2024-10-03 Web Development

Converting Markdown to PDF with Puppeteer and Markdown-it

By O Wolfson

How to convert a Markdown file to a PDF using Node.js. We'll use the puppeteer-core library to generate the PDF and markdown-it to parse the Markdown content. Additionally, we'll add custom styling, including margins and page breaks.

Prerequisites

Before we begin, ensure you have Node.js installed. You'll also need to install the following packages:

  • puppeteer-core
  • markdown-it
  • markdown-it-container

You can install these packages using npm:

bash
npm install puppeteer-core markdown-it markdown-it-container

Step-by-Step Guide

1. Initializing the Project

First, create a new file called convertMarkdownToPdf.js and add the following code:

javascript
const fs = require("fs");
const path = require("path");
const puppeteer = require("puppeteer-core");
const markdownIt = require("markdown-it");
const markdownItContainer = require("markdown-it-container");

This code imports the necessary modules:

  • fs and path for file system operations.
  • puppeteer-core to generate the PDF.
  • markdown-it and markdown-it-container to parse the Markdown content and handle custom HTML containers.

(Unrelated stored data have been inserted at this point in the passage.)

//! Correlation id resolution: the identifier tying a trigger call to later status calls.
//!
//! The upstream uses several keys for it; they are checked in a fixed order at the top level,
//! then one level down under `data`. The value is opaque and passed through unvalidated.

use serde_json::{Map, Value};

const ID_KEYS: &[&str] = &[
    "conversation_id",
    "conversationId",
    "task_id",
    "taskId",
    "id",
    "run_id",
    "job_id",
];

fn id_value(value: &Value) -> Option<String> {
    match value {
        Value::String(s) if !s.trim().is_empty() => Some(s.trim().to_string()),
        Value::Number(n) => Some(n.to_string()),
        _ => None,
    }
}

fn scan_keys(obj: &Map<String, Value>) -> Option<String> {
    ID_KEYS.iter().find_map(|k| obj.get(*k).and_then(id_value))
}

/// Correlator from `payload`, else `fallback` (typically the caller's thread id), else `None`.
pub fn resolve_id(payload: &Value, fallback: Option<&str>) -> Option<String> {
    payload
        .as_object()
        .and_then(|obj| {
            scan_keys(obj).or_else(|| obj.get("data").and_then(Value::as_object).and_then(scan_keys))
        })
        .or_else(|| {
            fallback
                .map(str::trim)
                .filter(|s| !s.is_empty())
                .map(str::to_string)
        })
}

#[cfg(test)]
mod tests {
    use super::*;
    use serde_json::json;

    #[test]
    fn priority_order_is_respected() {
        assert_eq!(
            resolve_id(&json!({ "conversation_id": "x", "id": "y" }), None).as_deref(),
            Some("x")
        );
        assert_eq!(
            resolve_id(&json!({ "job_id": "j", "task_id": "t" }), None).as_deref(),
            Some("t")
        );
    }

    #[test]
    fn falls_back_to_thread_id() {
        assert_eq!(resolve_id(&json!({}), Some("fallback")).as_deref(), Some("fallback"));
        assert_eq!(resolve_id(&Value::Null, Some("  ")), None);
        assert_eq!(resolve_id(&json!({}), None), None);
    }

    #[test]
    fn nested_data_is_scanned_after_top_level() {
        let payload = json!({ "data": { "run_id": "r1" } });
        assert_eq!(resolve_id(&payload, Some("thread")).as_deref(), Some("r1"));
        let payload = json!({ "id": "top", "data": { "conversation_id": "inner" } });
        assert_eq!(resolve_id(&payload, None).as_deref(), Some("top"));
    }

    #[test]
    fn numeric_ids_become_strings_and_blanks_are_skipped() {
        let payload = json!({ "conversation_id": "", "task_id": 42 });
        assert_eq!(resolve_id(&payload, None).as_deref(), Some("42"));
    }
}
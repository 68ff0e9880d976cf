use clap::{Parser, Subcommand};
use serde_json::{json, Value};
use std::time::Duration;

#[derive(Parser)]
#[command(name = "agent-bridge")]
#[command(about = "Agent Bridge CLI", long_about = None)]
struct Cli {
    #[command(subcommand)]
    command: Option<Commands>,
}

#[derive(Subcommand)]
enum Commands {
    /// Show version
    Version,

    /// Create the configuration directory and a default config.json.
    Init {
        /// Config file path (default: BRIDGE_CONFIG_PATH or ~/.agent-bridge/config.json)
        #[arg(long, short, value_name = "PATH")]
        config: Option<std::path::PathBuf>,
    },

    /// Run the gateway (health on GET /, chat endpoint on the configured path).
    Serve {
        /// Config file path (default: BRIDGE_CONFIG_PATH or ~/.agent-bridge/config.json)
        #[arg(long, short, value_name = "PATH")]
        config: Option<std::path::PathBuf>,

        /// HTTP port (default from config or 8787)
        #[arg(long, short)]
        port: Option<u16>,
    },

    /// Send one message through a running gateway and print the reply.
    Ask {
        /// Config file path (default: BRIDGE_CONFIG_PATH or ~/.agent-bridge/config.json)
        #[arg(long, short, value_name = "PATH")]
        config: Option<std::path::PathBuf>,

        /// Existing thread id to continue.
        #[arg(long, value_name = "ID")]
        thread: Option<String>,

        /// Status checks to make while the reply is pending.
        #[arg(long, default_value_t = 10)]
        checks: u32,

        /// Pause between status checks, in milliseconds.
        #[arg(long, default_value_t = 2000)]
        wait_ms: u64,

        /// Message text.
        message: String,
    },
}

#[tokio::main]
async fn main() {
    env_logger::Builder::from_env(env_logger::Env::default().default_filter_or("warn")).init();

    let cli = Cli::parse();

    match cli.command {
        Some(Commands::Version) => {
            println!("agent-bridge {}", env!("CARGO_PKG_VERSION"));
        }
        Some(Commands::Init { config }) => {
            if let Err(e) = run_init(config) {
                log::error!("init failed: {}", e);
                std::process::exit(1);
            }
        }
        Some(Commands::Serve { config, port }) => {
            if let Err(e) = run_serve(config, port).await {
                log::error!("gateway failed: {}", e);
                std::process::exit(1);
            }
        }
        Some(Commands::Ask {
            config,
            thread,
            checks,
            wait_ms,
            message,
        }) => {
            let options = AskOptions {
                thread,
                checks,
                wait: Duration::from_millis(wait_ms),
            };
            match run_ask(config, message, options).await {
                Ok(answer) => {
                    if let Some(reply) = answer.reply {
                        println!("{}", reply.trim());
                    } else {
                        println!(
                            "(still pending; conversation {})",
                            answer.conversation_id.as_deref().unwrap_or("unknown")
                        );
                    }
                }
                Err(e) => {
                    eprintln!("ask failed: {}", e);
                    std::process::exit(1);
                }
            }
        }
        None => {
            println!("Run with --help for usage");
        }
    }
}

fn run_init(config_path: Option<std::path::PathBuf>) -> anyhow::Result<()> {
    let path = config_path.unwrap_or_else(bridge::config::default_config_path);
    let dir = bridge::init::init_config_dir(&path)?;
    println!("initialized configuration at {}", dir.display());
    Ok(())
}

async fn run_serve(config_path: Option<std::path::PathBuf>, port: Option<u16>) -> anyhow::Result<()> {
    let (mut config, path) = bridge::config::load_config(config_path)?;
    if let Some(p) = port {
        config.gateway.port = p;
    }
    log::info!(
        "starting gateway on {}:{} (config {})",
        config.gateway.bind,
        config.gateway.port,
        path.display()
    );
    bridge::gateway::run_gateway(config).await
}

struct AskOptions {
    thread: Option<String>,
    checks: u32,
    wait: Duration,
}

#[derive(Debug)]
struct Answer {
    reply: Option<String>,
    conversation_id: Option<String>,
}

impl Answer {
    fn from_body(body: &Value) -> Self {
        Self {
            reply: body.get("reply").and_then(|v| v.as_str()).map(str::to_string),
            conversation_id: body
                .get("conversation_id")
                .and_then(|v| v.as_str())
                .map(str::to_string),
        }
    }
}

async fn post_chat(client: &reqwest::Client, url: &str, body: &Value) -> anyhow::Result<Answer> {
    let res = client.post(url).json(body).send().await?;
    let status = res.status();
    let payload: Value = res.json().await.unwrap_or_else(|_| json!({}));
    if !status.is_success() {
        let err = payload
            .get("error")
            .and_then(|v| v.as_str())
            .unwrap_or("request failed");
        anyhow::bail!("gateway answered {}: {} {}", status.as_u16(), err, payload);
    }
    Ok(Answer::from_body(&payload))
}

async fn run_ask(
    config_path: Option<std::path::PathBuf>,
    message: String,
    options: AskOptions,
) -> anyhow::Result<Answer> {
    let (config, _) = bridge::config::load_config(config_path)?;
    let url = format!(
        "http://{}:{}{}",
        config.gateway.bind.trim(),
        config.gateway.port,
        config.gateway.path
    );
    let client = reqwest::Client::new();

    let mut body = json!({ "message": message });
    if let Some(thread) = &options.thread {
        body["thread_id"] = Value::String(thread.clone());
    }
    let mut answer = post_chat(&client, &url, &body).await?;

    let mut checks = 0;
    while answer.reply.is_none() && checks < options.checks {
        let Some(conversation_id) = answer.conversation_id.clone() else {
            break;
        };
        tokio::time::sleep(options.wait).await;
        checks += 1;
        log::debug!("status check {} for {}", checks, conversation_id);
        answer = post_chat(
            &client,
            &url,
            &json!({ "status_only": true, "conversation_id": conversation_id }),
        )
        .await?;
        if answer.conversation_id.is_none() {
            answer.conversation_id = Some(conversation_id);
        }
    }
    Ok(answer)
}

2. Configuring Markdown-it

Next, we configure markdown-it to use the markdown-it-container plugin for custom HTML containers:

javascript
const md = markdownIt().use(markdownItContainer, "pagebreak", {
  render(tokens, idx) {
    if (tokens[idx].nesting === 1) {
      return '<div style="page-break-after: always;"></div>';
    } else {
      return "";
    }
  },
});

This configuration allows us to use ::: pagebreak ::: in our Markdown file to insert a page break in the PDF.

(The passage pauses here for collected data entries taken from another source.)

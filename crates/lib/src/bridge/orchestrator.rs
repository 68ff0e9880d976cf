//! Request orchestrator: the per-call lifecycle from trigger to reply or pending.
//!
//! ```text
//! INIT -> TRIGGERING -> { TRIGGER_FAILED, INLINE_REPLIED, AWAITING_REPLY }
//! AWAITING_REPLY -> { POLLED_REPLIED, PENDING }
//! ```
//! Status-only calls enter at `AWAITING_REPLY` with a caller-supplied correlator.
//!
//! Every call runs against one cutoff, `poll.deadlineMs` after it arrives. Trigger attempts,
//! the conflict pause and polling all stop at that cutoff, and running out of time ends in
//! `PENDING`.

use crate::bridge::candidates::{self, Candidate};
use crate::bridge::error::BridgeError;
use crate::bridge::poll::{poll, PollPlan};
use crate::bridge::select::time_left;
use crate::bridge::trigger::{dispatch, Dispatched, TriggerMessage, TriggerRequest};
use crate::config::{self, Config, ConflictPolicy, PollConfig, UpstreamSettings};
use crate::upstream::UpstreamClient;
use serde_json::{json, Value};
use std::time::Duration;
use tokio::time::Instant;

/// Lifecycle phases. `TriggerFailed` is carried by the `Err` side of [`Bridge::handle`].
#[derive(Debug, Clone, Copy, PartialEq, Eq)]
pub enum Phase {
    Init,
    Triggering,
    TriggerFailed,
    InlineReplied,
    AwaitingReply,
    PolledReplied,
    Pending,
}

/// Trigger-mode input, as received from the caller.
#[derive(Debug, Clone, Default, PartialEq)]
pub struct TriggerInput {
    pub message: Option<TriggerMessage>,
    pub thread_id: Option<String>,
    pub marketing_consent: bool,
    pub customer: Option<Value>,
    pub context: Option<Value>,
    pub unique_id: Option<Value>,
    pub channel: Option<Value>,
}

/// One inbound call.
#[derive(Debug, Clone, PartialEq)]
pub enum BridgeCall {
    Trigger(TriggerInput),
    /// Skip the trigger and poll for an existing correlator.
    StatusOnly { conversation_id: Option<String> },
}

/// Successful terminal result: a reply, or pending with the correlator to poll later.
#[derive(Debug, Clone, PartialEq, Eq)]
pub struct BridgeReply {
    pub phase: Phase,
    pub reply: Option<String>,
    pub conversation_id: Option<String>,
}

impl BridgeReply {
    pub fn pending(&self) -> bool {
        self.reply.is_none()
    }

    /// Response JSON: `reply` when known, `pending`, `conversation_id` (nullable).
    pub fn to_body(&self) -> Value {
        let mut body = json!({
            "pending": self.pending(),
            "conversation_id": self.conversation_id,
        });
        if let Some(reply) = &self.reply {
            body["reply"] = Value::String(reply.clone());
        }
        body
    }
}

/// The agent bridge. Holds resolved settings and a shared HTTP client; no per-call state.
#[derive(Clone)]
pub struct Bridge {
    settings: UpstreamSettings,
    poll: PollConfig,
    conflict: ConflictPolicy,
    client: UpstreamClient,
}

impl Bridge {
    pub fn new(settings: UpstreamSettings, poll: PollConfig, conflict: ConflictPolicy) -> Self {
        let client = UpstreamClient::new(Some(settings.request_timeout));
        Self {
            settings,
            poll,
            conflict,
            client,
        }
    }

    /// Build from config, applying env overrides once.
    pub fn from_config(config: &Config) -> Self {
        Self::new(
            config::resolve_upstream(config),
            config.poll.clone(),
            config.conflict_policy,
        )
    }

    pub fn settings(&self) -> &UpstreamSettings {
        &self.settings
    }

    /// Hard deadline for a call arriving now.
    fn cutoff(&self) -> Instant {
        Instant::now() + Duration::from_millis(self.poll.deadline_ms)
    }

    /// Run one call to a terminal phase.
    pub async fn handle(&self, request_id: &str, call: BridgeCall) -> Result<BridgeReply, BridgeError> {
        let cutoff = self.cutoff();
        match call {
            BridgeCall::Trigger(input) => {
                let result = self.trigger(request_id, input, cutoff).await;
                match &result {
                    Ok(reply) => log::debug!("[{}] terminal phase {:?}", request_id, reply.phase),
                    Err(e) => log::warn!("[{}] {:?}: {}", request_id, Phase::TriggerFailed, e),
                }
                result
            }
            BridgeCall::StatusOnly { conversation_id } => {
                let result = self.status_only(request_id, conversation_id, cutoff).await;
                match &result {
                    Ok(reply) => log::debug!("[{}] terminal phase {:?}", request_id, reply.phase),
                    Err(e) => log::warn!("[{}] status check failed: {}", request_id, e),
                }
                result
            }
        }
    }

    async fn trigger(
        &self,
        request_id: &str,
        input: TriggerInput,
        cutoff: Instant,
    ) -> Result<BridgeReply, BridgeError> {
        log::debug!("[{}] {:?}", request_id, Phase::Init);
        let (creds, candidates) = candidates::generate(&self.settings)?;
        let message = input
            .message
            .filter(|m| !m.is_empty())
            .ok_or_else(|| BridgeError::BadRequest("Missing 'message' in body".to_string()))?;

        let request = TriggerRequest {
            agent_id: creds.agent_id.clone(),
            message: message.into_chat(),
            conversation_id: input.thread_id.clone(),
            unique_id: input.unique_id,
            channel: input.channel,
            context: input.context,
            customer: input.customer,
            marketing_consent: input.marketing_consent,
        };

        log::debug!(
            "[{}] {:?} across {} candidate(s)",
            request_id,
            Phase::Triggering,
            candidates.len()
        );
        let outcome = match dispatch(&self.client, &request, &candidates, cutoff).await? {
            Dispatched::Answered(outcome) => outcome,
            Dispatched::OutOfTime { attempts } => {
                log::warn!(
                    "[{}] out of time during trigger after {} attempt(s)",
                    request_id,
                    attempts.len()
                );
                return Ok(BridgeReply {
                    phase: Phase::Pending,
                    reply: None,
                    conversation_id: request.conversation_id,
                });
            }
        };
        if !outcome.accepted {
            return Err(BridgeError::UpstreamRejected {
                status: outcome.http_status,
                body: outcome.raw_body,
            });
        }
        log::info!(
            "[{}] trigger accepted by {} with status {} after {} attempt(s)",
            request_id,
            outcome.candidate,
            outcome.http_status,
            outcome.attempts.len()
        );
        let conflict = outcome.is_conflict();

        if let Some(reply) = outcome.inline_reply {
            return Ok(BridgeReply {
                phase: Phase::InlineReplied,
                reply: Some(reply),
                conversation_id: outcome.correlation_id,
            });
        }

        let Some(correlator) = outcome.correlation_id else {
            log::warn!("[{}] no correlator and no thread id; nothing to poll", request_id);
            return Ok(BridgeReply {
                phase: Phase::Pending,
                reply: None,
                conversation_id: None,
            });
        };

        if conflict {
            match self.conflict {
                ConflictPolicy::Pending => {
                    log::debug!("[{}] trigger already running, answering pending", request_id);
                    return Ok(BridgeReply {
                        phase: Phase::Pending,
                        reply: None,
                        conversation_id: Some(correlator),
                    });
                }
                ConflictPolicy::DelayedPoll { pause_ms } => {
                    if let Some(remaining) = time_left(cutoff) {
                        tokio::time::sleep(Duration::from_millis(pause_ms).min(remaining)).await;
                    }
                }
                ConflictPolicy::ImmediatePoll => {}
            }
        }

        // The credential that worked for the trigger is the one used for polling.
        self.await_reply(
            request_id,
            &creds.agent_id,
            correlator,
            std::slice::from_ref(&outcome.candidate),
            PollPlan::from_config(&self.poll),
            cutoff,
        )
        .await
    }

    async fn status_only(
        &self,
        request_id: &str,
        conversation_id: Option<String>,
        cutoff: Instant,
    ) -> Result<BridgeReply, BridgeError> {
        let correlator = conversation_id
            .map(|s| s.trim().to_string())
            .filter(|s| !s.is_empty())
            .ok_or(BridgeError::MissingCorrelator)?;
        let (creds, candidates) = candidates::generate(&self.settings)?;
        self.await_reply(
            request_id,
            &creds.agent_id,
            correlator,
            &candidates,
            PollPlan::status_only(&self.poll),
            cutoff,
        )
        .await
    }

    async fn await_reply(
        &self,
        request_id: &str,
        agent_id: &str,
        correlator: String,
        candidates: &[Candidate],
        plan: PollPlan,
        cutoff: Instant,
    ) -> Result<BridgeReply, BridgeError> {
        log::debug!(
            "[{}] {:?} for {} ({:?})",
            request_id,
            Phase::AwaitingReply,
            correlator,
            plan.deadline
        );
        let outcome = poll(&self.client, &correlator, agent_id, candidates, plan, cutoff).await;
        let phase = if outcome.reply.is_some() {
            Phase::PolledReplied
        } else {
            Phase::Pending
        };
        Ok(BridgeReply {
            phase,
            reply: outcome.reply,
            conversation_id: Some(correlator),
        })
    }
}

#[cfg(test)]
mod tests {
    use super::*;

    #[test]
    fn pending_body_has_null_reply_omitted() {
        let r = BridgeReply {
            phase: Phase::Pending,
            reply: None,
            conversation_id: Some("c1".into()),
        };
        assert_eq!(r.to_body(), json!({ "pending": true, "conversation_id": "c1" }));
    }

    #[test]
    fn reply_body_is_not_pending() {
        let r = BridgeReply {
            phase: Phase::InlineReplied,
            reply: Some("Hello!".into()),
            conversation_id: None,
        };
        assert_eq!(
            r.to_body(),
            json!({ "reply": "Hello!", "pending": false, "conversation_id": null })
        );
    }

    #[tokio::test]
    async fn status_only_without_correlator_fails_fast() {
        let bridge = Bridge::new(
            UpstreamSettings::default(),
            PollConfig::default(),
            ConflictPolicy::default(),
        );
        let err = bridge
            .handle("t", BridgeCall::StatusOnly { conversation_id: None })
            .await
            .expect_err("no correlator");
        assert_eq!(err, BridgeError::MissingCorrelator);
    }

    #[tokio::test]
    async fn configuration_is_checked_before_message() {
        let bridge = Bridge::new(
            UpstreamSettings::default(),
            PollConfig::default(),
            ConflictPolicy::default(),
        );
        let err = bridge
            .handle("t", BridgeCall::Trigger(TriggerInput::default()))
            .await
            .expect_err("nothing configured");
        assert!(matches!(err, BridgeError::Configuration { .. }));
    }
}
//! Inbound chat protocol: the JSON body POSTed by the chat UI.
//!
//! Fields are read leniently (strings or numbers for ids, JS-style truthiness for flags) since
//! the body may arrive as `text/plain` from a browser form.

use crate::bridge::{BridgeCall, TriggerInput, TriggerMessage};
use serde::Deserialize;
use serde_json::Value;

/// Wire request. Trigger mode: `message` plus optional fields. Status mode: `status_only: true`.
#[derive(Debug, Clone, Default, Deserialize)]
pub struct ChatRequest {
    #[serde(default)]
    pub message: Option<Value>,
    #[serde(default)]
    pub thread_id: Option<Value>,
    #[serde(default)]
    pub marketing_consent: Option<Value>,
    #[serde(default)]
    pub customer: Option<Value>,
    #[serde(default)]
    pub context: Option<Value>,
    #[serde(default)]
    pub unique_id: Option<Value>,
    #[serde(default)]
    pub channel: Option<Value>,
    #[serde(default)]
    pub status_only: Option<Value>,
    #[serde(default)]
    pub conversation_id: Option<Value>,
}

/// Parse a raw body regardless of declared content type. Anything unparsable is an empty request.
pub fn parse_chat_request(body: &[u8]) -> ChatRequest {
    serde_json::from_slice::<Value>(body)
        .ok()
        .filter(Value::is_object)
        .and_then(|v| serde_json::from_value(v).ok())
        .unwrap_or_default()
}

/// JS-style truthiness: false, 0, "", null and absent are false.
fn truthy(value: Option<&Value>) -> bool {
    match value {
        None | Some(Value::Null) => false,
        Some(Value::Bool(b)) => *b,
        Some(Value::Number(n)) => n.as_f64().is_some_and(|f| f != 0.0),
        Some(Value::String(s)) => !s.is_empty(),
        Some(Value::Array(_)) | Some(Value::Object(_)) => true,
    }
}

/// Id-like field as a string; blank strings count as absent.
fn id_string(value: Option<&Value>) -> Option<String> {
    match value? {
        Value::String(s) if !s.trim().is_empty() => Some(s.trim().to_string()),
        Value::Number(n) => Some(n.to_string()),
        _ => None,
    }
}

fn message_of(value: Option<Value>) -> Option<TriggerMessage> {
    match value? {
        Value::String(s) => Some(TriggerMessage::Text(s)),
        obj @ Value::Object(_) => serde_json::from_value(obj).ok(),
        _ => None,
    }
}

impl ChatRequest {
    pub fn is_status_only(&self) -> bool {
        truthy(self.status_only.as_ref())
    }

    /// Map the wire request onto a bridge call. Status mode falls back to `thread_id`.
    pub fn into_call(self) -> BridgeCall {
        if self.is_status_only() {
            let conversation_id = id_string(self.conversation_id.as_ref())
                .or_else(|| id_string(self.thread_id.as_ref()));
            return BridgeCall::StatusOnly { conversation_id };
        }
        BridgeCall::Trigger(TriggerInput {
            thread_id: id_string(self.thread_id.as_ref()),
            marketing_consent: truthy(self.marketing_consent.as_ref()),
            message: message_of(self.message),
            customer: self.customer,
            context: self.context,
            unique_id: self.unique_id,
            channel: self.channel,
        })
    }
}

3. Converting Markdown to HTML

We create a function to convert Markdown content to HTML and include custom styling:

javascript
function convertMarkdownToHtml(markdown) {
  const htmlContent = md.render(markdown);
  return `
    <html>
      <head>
        <style>
          body {
            padding: 20px;
            font-family: Arial, sans-serif;
          }
          h1, h2, h3, h4, h5, h6 {
            margin-top: 20px;
          }
          hr {
            margin-top: 20px;
            margin-bottom: 20px;
          }
        </style>
      </head>
      <body>
        ${htmlContent}
      </body>
    </html>
  `;
}

This function takes the Markdown content, converts it to HTML, and wraps it with additional styling for padding and margins.

4. Converting HTML to PDF

We then create a function to convert the HTML content to a PDF using Puppeteer:

javascript
async function convertHtmlToPdf(html, outputPath) {
  const browser = await puppeteer.launch({
    executablePath:
      "/Applications/Google Chrome.app/Contents/MacOS/Google Chrome", // Update this path
  });
  const page = await browser.newPage();
  await page.setContent(html, { waitUntil: "networkidle0" });
  await page.pdf({
    path: outputPath,
    format: "A4",
    margin: {
      top: "20mm",
      right: "20mm",
      bottom: "20mm",
      left: "20mm",
    },
  });
  await browser.close();
  console.log(`Converted to PDF: ${outputPath}`);
}

Ensure the executablePath points to your Chrome executable. You can find the path using:

  • macOS: which /Applications/Google\ Chrome.app/Contents/MacOS/Google\ Chrome
  • Linux: which google-chrome
  • Windows: Use the full path, e.g., C:\Program Files\Google\Chrome\Application\chrome.exe

5. Main Function to Convert Markdown to PDF

Finally, we create the main function to read the Markdown file, convert it to HTML, and then to a PDF:

javascript
async function convertMarkdownToPdf(inputPath, outputPath) {
  const markdown = fs.readFileSync(inputPath, "utf-8");
  const html = convertMarkdownToHtml(markdown);
  await convertHtmlToPdf(html, outputPath);
}

// Example usage
const inputMarkdownPath = path.join(__dirname, "example.md");
const outputPdfPath = path.join(__dirname, "example.pdf");

// Ensure the markdown file exists
if (fs.existsSync(inputMarkdownPath)) {
  convertMarkdownToPdf(inputMarkdownPath, outputPdfPath).catch(console.error);
} else {
  console.log(`Markdown file not found: ${inputMarkdownPath}`);
}

This function reads the content of example.md, converts it to HTML, and then generates a PDF example.pdf.

Running the Script

Ensure your example.md file is in the same directory as the script. The Markdown file can contain the following content for testing:

markdown
# Example Markdown

This is a sample markdown file.

## Section 1

Here is some content for section 1.

::: pagebreak :::

## Section 2

Here is some content for section 2.

---

Some more content after a horizontal rule.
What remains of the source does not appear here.